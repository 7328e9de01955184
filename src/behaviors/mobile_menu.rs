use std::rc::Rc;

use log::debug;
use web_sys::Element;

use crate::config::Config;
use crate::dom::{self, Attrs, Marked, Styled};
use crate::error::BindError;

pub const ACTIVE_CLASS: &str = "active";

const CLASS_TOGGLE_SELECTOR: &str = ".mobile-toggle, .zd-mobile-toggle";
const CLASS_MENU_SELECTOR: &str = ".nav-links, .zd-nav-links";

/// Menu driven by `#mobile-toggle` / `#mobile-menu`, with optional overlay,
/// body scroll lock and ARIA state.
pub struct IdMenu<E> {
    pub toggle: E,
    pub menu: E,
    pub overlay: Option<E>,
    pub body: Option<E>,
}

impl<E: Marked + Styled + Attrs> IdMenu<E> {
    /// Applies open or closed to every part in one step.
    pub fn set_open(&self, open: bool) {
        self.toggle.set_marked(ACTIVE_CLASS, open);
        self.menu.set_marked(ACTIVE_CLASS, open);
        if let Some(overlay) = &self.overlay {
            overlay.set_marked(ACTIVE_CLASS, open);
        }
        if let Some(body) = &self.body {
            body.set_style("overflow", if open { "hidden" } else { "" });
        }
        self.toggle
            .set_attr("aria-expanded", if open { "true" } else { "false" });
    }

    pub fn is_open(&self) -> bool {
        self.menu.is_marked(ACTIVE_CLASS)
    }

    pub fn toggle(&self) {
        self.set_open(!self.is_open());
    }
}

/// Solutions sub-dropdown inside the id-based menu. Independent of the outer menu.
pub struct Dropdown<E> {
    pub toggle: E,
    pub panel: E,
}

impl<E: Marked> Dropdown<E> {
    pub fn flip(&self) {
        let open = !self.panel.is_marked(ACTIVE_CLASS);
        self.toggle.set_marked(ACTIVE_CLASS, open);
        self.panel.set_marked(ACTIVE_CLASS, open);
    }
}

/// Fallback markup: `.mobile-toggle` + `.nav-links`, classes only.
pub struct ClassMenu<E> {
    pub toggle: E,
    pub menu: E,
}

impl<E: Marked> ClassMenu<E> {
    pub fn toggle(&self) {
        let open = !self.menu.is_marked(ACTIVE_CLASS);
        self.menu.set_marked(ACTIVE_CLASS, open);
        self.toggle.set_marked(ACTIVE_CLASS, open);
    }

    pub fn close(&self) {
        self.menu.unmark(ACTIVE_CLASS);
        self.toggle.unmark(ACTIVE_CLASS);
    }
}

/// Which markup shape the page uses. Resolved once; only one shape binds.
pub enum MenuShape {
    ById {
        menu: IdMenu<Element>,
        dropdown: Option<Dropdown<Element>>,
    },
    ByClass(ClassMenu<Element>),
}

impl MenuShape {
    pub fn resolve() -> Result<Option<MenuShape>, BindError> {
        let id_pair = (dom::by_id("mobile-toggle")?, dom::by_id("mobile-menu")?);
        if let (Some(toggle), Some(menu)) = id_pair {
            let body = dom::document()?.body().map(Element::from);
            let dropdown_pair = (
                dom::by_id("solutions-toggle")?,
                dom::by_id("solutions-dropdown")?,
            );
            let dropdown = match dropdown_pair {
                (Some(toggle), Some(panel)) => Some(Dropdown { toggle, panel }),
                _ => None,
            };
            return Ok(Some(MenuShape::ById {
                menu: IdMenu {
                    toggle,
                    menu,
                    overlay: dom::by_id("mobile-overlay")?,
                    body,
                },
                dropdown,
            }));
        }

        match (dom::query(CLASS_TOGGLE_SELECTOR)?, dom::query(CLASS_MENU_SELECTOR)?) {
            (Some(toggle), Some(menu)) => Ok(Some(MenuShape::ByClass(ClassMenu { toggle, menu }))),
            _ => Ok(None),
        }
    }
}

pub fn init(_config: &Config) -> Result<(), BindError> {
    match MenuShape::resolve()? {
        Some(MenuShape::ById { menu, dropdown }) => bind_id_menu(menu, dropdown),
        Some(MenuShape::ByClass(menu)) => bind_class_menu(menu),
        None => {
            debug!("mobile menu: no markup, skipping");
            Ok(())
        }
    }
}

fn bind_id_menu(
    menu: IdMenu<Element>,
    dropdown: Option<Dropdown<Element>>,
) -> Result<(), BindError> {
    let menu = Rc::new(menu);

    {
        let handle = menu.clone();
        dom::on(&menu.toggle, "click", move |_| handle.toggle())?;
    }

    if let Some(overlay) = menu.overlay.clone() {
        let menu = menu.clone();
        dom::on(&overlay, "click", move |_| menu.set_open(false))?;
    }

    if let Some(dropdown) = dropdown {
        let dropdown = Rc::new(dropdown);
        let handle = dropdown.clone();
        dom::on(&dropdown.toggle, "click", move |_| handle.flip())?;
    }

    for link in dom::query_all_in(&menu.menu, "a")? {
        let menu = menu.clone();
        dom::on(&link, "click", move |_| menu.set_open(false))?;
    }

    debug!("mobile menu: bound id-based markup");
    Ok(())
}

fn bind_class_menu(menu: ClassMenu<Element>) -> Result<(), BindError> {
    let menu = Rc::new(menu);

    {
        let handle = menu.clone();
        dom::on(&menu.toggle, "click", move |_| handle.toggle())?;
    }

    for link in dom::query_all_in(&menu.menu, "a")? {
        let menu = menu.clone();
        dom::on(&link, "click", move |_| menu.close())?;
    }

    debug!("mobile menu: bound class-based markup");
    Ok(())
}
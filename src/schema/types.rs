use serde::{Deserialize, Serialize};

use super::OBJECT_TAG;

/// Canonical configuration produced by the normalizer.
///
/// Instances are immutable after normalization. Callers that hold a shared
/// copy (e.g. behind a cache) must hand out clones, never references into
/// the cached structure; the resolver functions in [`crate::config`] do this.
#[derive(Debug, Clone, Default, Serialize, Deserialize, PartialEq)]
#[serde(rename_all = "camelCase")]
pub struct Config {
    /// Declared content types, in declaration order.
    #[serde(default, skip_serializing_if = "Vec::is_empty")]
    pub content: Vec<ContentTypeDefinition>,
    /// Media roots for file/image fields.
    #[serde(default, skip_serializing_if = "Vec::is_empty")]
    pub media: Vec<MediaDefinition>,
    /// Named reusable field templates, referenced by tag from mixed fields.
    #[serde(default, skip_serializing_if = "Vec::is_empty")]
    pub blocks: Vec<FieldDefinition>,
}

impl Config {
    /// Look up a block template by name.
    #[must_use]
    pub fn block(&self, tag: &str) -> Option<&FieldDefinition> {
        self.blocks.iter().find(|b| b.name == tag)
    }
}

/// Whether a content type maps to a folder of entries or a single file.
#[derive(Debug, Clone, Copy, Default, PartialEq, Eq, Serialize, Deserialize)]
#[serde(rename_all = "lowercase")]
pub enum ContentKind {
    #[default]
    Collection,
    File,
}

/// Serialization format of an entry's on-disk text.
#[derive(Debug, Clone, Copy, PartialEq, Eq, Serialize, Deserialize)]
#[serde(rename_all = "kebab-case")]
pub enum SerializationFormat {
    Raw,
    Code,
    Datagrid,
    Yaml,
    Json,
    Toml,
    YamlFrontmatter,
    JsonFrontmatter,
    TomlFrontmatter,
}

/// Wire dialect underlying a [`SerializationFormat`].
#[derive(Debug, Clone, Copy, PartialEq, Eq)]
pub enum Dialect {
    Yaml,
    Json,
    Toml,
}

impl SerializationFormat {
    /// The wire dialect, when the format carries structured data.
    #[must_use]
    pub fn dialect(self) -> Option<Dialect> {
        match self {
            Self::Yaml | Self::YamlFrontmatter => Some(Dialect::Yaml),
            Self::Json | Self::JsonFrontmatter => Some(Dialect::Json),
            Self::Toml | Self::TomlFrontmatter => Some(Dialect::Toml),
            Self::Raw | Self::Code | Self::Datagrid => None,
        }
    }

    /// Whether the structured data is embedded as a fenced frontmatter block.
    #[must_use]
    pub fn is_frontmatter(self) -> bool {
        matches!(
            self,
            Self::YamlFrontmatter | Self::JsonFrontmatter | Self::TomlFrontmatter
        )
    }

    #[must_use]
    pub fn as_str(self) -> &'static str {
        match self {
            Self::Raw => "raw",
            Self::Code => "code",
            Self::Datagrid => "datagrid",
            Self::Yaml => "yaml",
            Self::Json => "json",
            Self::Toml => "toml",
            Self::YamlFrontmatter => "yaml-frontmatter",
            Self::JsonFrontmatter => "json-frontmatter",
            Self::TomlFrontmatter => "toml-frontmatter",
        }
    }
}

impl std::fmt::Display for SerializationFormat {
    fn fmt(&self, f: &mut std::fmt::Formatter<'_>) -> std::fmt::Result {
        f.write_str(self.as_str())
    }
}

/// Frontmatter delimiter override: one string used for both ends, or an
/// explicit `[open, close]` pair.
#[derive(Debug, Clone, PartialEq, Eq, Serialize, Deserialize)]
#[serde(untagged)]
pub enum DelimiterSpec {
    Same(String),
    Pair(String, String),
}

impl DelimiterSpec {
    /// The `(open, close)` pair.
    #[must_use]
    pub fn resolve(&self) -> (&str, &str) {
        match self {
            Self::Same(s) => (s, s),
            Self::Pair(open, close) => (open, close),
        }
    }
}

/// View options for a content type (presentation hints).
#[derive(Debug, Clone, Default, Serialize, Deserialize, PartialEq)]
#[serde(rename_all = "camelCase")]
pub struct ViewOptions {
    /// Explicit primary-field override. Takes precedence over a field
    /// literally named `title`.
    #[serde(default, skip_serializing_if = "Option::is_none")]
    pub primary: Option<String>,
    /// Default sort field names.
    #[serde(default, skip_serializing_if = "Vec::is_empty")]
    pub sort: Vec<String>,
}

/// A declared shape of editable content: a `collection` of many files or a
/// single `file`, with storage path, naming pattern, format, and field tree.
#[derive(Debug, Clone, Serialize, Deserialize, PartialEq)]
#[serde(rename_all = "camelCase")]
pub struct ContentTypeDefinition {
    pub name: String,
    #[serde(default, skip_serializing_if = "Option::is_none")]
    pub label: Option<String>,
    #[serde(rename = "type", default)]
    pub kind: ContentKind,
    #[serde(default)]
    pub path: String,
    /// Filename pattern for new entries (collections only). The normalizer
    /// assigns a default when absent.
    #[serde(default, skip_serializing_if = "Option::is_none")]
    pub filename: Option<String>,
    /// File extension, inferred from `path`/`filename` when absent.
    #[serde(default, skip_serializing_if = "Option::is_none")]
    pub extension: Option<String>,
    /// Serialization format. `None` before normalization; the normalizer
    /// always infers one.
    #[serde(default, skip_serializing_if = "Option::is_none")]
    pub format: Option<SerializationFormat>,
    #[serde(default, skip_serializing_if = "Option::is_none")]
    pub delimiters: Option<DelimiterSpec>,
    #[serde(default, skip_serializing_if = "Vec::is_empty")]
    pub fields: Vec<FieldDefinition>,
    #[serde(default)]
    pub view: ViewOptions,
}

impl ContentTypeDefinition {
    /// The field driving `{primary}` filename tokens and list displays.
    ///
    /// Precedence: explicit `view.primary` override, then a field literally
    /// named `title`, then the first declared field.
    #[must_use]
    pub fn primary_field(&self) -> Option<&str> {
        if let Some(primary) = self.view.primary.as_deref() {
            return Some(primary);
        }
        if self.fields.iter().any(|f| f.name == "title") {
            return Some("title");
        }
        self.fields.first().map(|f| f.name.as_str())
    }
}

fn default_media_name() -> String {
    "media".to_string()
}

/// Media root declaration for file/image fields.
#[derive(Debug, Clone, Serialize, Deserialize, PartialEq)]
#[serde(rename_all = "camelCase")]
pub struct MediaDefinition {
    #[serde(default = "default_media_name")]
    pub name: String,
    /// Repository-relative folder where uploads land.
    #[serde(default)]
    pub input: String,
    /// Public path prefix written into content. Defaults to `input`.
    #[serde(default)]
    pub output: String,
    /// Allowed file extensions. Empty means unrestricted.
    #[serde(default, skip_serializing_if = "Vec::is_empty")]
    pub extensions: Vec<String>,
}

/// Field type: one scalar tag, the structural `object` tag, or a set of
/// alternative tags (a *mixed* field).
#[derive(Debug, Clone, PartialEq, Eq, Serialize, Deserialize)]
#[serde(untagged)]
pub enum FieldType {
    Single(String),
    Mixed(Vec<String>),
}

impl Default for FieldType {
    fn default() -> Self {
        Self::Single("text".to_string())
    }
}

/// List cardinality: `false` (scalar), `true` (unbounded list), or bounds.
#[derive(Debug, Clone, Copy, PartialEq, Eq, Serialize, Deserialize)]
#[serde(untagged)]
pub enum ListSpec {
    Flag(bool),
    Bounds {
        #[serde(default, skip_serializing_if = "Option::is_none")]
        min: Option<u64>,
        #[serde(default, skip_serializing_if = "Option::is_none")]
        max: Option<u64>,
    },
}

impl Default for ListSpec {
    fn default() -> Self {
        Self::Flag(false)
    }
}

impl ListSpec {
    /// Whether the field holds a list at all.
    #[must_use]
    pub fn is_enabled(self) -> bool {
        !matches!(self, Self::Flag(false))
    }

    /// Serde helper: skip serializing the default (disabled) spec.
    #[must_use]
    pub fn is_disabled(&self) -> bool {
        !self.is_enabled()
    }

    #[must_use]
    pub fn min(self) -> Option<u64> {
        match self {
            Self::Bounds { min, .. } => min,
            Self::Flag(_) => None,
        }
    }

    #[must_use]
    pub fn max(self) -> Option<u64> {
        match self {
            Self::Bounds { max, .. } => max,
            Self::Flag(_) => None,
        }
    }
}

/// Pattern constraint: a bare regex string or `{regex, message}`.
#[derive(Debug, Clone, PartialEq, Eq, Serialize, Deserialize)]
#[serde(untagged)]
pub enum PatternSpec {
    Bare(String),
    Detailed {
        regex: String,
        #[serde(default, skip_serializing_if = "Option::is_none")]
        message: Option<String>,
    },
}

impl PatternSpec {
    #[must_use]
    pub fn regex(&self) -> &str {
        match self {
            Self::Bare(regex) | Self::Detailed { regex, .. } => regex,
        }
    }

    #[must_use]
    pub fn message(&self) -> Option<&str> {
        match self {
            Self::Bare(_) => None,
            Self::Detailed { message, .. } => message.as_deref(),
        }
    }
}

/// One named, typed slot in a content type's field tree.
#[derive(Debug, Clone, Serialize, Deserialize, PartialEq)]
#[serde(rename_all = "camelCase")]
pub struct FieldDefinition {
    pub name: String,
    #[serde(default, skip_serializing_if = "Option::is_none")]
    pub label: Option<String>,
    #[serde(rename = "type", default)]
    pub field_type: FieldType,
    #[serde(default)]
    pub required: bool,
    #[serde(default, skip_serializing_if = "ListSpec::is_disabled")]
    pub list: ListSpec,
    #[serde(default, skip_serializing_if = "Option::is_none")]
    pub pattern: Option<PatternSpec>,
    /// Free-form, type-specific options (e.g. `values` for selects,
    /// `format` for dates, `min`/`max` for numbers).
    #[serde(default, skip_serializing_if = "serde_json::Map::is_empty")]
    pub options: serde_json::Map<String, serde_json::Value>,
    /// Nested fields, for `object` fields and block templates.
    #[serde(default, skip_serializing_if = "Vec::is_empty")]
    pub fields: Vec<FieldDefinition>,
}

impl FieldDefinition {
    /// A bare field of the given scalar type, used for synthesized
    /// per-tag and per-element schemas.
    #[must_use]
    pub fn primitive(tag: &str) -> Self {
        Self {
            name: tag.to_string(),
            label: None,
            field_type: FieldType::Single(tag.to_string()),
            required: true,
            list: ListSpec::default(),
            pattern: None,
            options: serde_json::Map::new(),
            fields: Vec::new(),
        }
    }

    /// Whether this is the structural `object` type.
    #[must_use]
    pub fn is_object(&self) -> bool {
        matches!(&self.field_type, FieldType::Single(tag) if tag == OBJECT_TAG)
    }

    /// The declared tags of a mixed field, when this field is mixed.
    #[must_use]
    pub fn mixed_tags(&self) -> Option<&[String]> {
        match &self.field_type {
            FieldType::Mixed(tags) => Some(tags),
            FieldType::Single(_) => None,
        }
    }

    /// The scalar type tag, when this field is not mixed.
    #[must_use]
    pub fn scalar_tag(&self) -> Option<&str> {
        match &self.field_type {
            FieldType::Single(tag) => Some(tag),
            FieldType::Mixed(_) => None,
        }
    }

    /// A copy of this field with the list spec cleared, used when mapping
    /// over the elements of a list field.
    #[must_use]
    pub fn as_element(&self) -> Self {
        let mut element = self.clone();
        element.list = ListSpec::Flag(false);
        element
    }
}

| Task objective |
The lines holding the string "markup" are what is needed from the material above.

| Task output |
/// Fallback markup: `.mobile-toggle` + `.nav-links`, classes only.
/// Which markup shape the page uses. Resolved once; only one shape binds.
            debug!("mobile menu: no markup, skipping");
    debug!("mobile menu: bound id-based markup");
    debug!("mobile menu: bound class-based markup");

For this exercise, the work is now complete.